ROMA (Pars Today Italian) - Il sessantesimo anniversario dei Trattati di Roma, considerati uno dei momenti storici più significativi del processo di integrazione europea, deve servire non solo come celebrazione (prevista il 25 marzo prossimo) ma anche come occasione per indicare la doppia direzione dell'Europa, focalizzata sulla sicurezza e sociale.

Ne è convinto Angelino Alfano, il ministro degli Esteri che da New York ha ribadito: "La fuga dall'Europa ci renderebbe più poveri e meno sicuri" e l'uscita dell'euro sarebbe per noi un "pessimo affare". Dalla metropoli americana, poi, ha rilanciato il concetto di difesa comune europea. Perché la Nato è sì "indispensabile" ma l'Europa deve essere protagonista della sua stessa sicurezza.
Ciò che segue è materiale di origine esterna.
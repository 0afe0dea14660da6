//! `Accept-Encoding` header generation

use super::{synthesize, LengthOptions, Variant};
use crate::catalog::Family;
use rand::Rng;

/// Generate an `Accept-Encoding` value from the codings browsers actually send
pub fn generate_realistic_accept_encoding<R: Rng + ?Sized>(
    rng: &mut R,
    options: &LengthOptions,
) -> String {
    synthesize(rng, Family::Encoding, Variant::Realistic, options).to_string()
}

/// Generate an `Accept-Encoding` value from every registered content coding
pub fn generate_accept_encoding<R: Rng + ?Sized>(rng: &mut R, options: &LengthOptions) -> String {
    synthesize(rng, Family::Encoding, Variant::Full, options).to_string()
}

#[cfg(test)]
mod tests {
    use super::*;
    use crate::headers::tests::assert_well_formed;
    use rand::rngs::StdRng;
    use rand::SeedableRng;

    #[test]
    fn test_generate_accept_encoding() {
        let mut rng = StdRng::seed_from_u64(21);
        for _ in 0..20 {
            let header = generate_accept_encoding(&mut rng, &LengthOptions::default());
            assert_well_formed(&header, "*");
        }
    }

    #[test]
    fn test_full_catalog_oversized_fixed_len() {
        let mut rng = StdRng::seed_from_u64(22);
        let header = generate_accept_encoding(&mut rng, &LengthOptions::fixed(1000));
        // 13 codings plus the wildcard
        assert_eq!(header.split(", ").count(), 14);
    }
}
Parlando alla stampa italiana presso la sede della rappresentanza italiana alla Nazioni Unite, Alfano ha spiegato che fino ad ora "abbiamo avuto un'Europa molto economica ma poco sociale e poco attenta ai profili di sicurezza". Secondo lui, "oggi avremmo un'Europa più forte e sicura" se si fosse realizzato il "sogno fondativo" di uno dei padri fondatori dell'Ue, Alcide De Gasperi. "Siamo ancora in tempo, la storia ci offre una seconda occasione", ha detto Alfano secondo cui "c'è un compito specificatamente europeo, ossia proiettarsi verso Sud da dove arrivano le minacce, cioè il nostro Mediterraneo".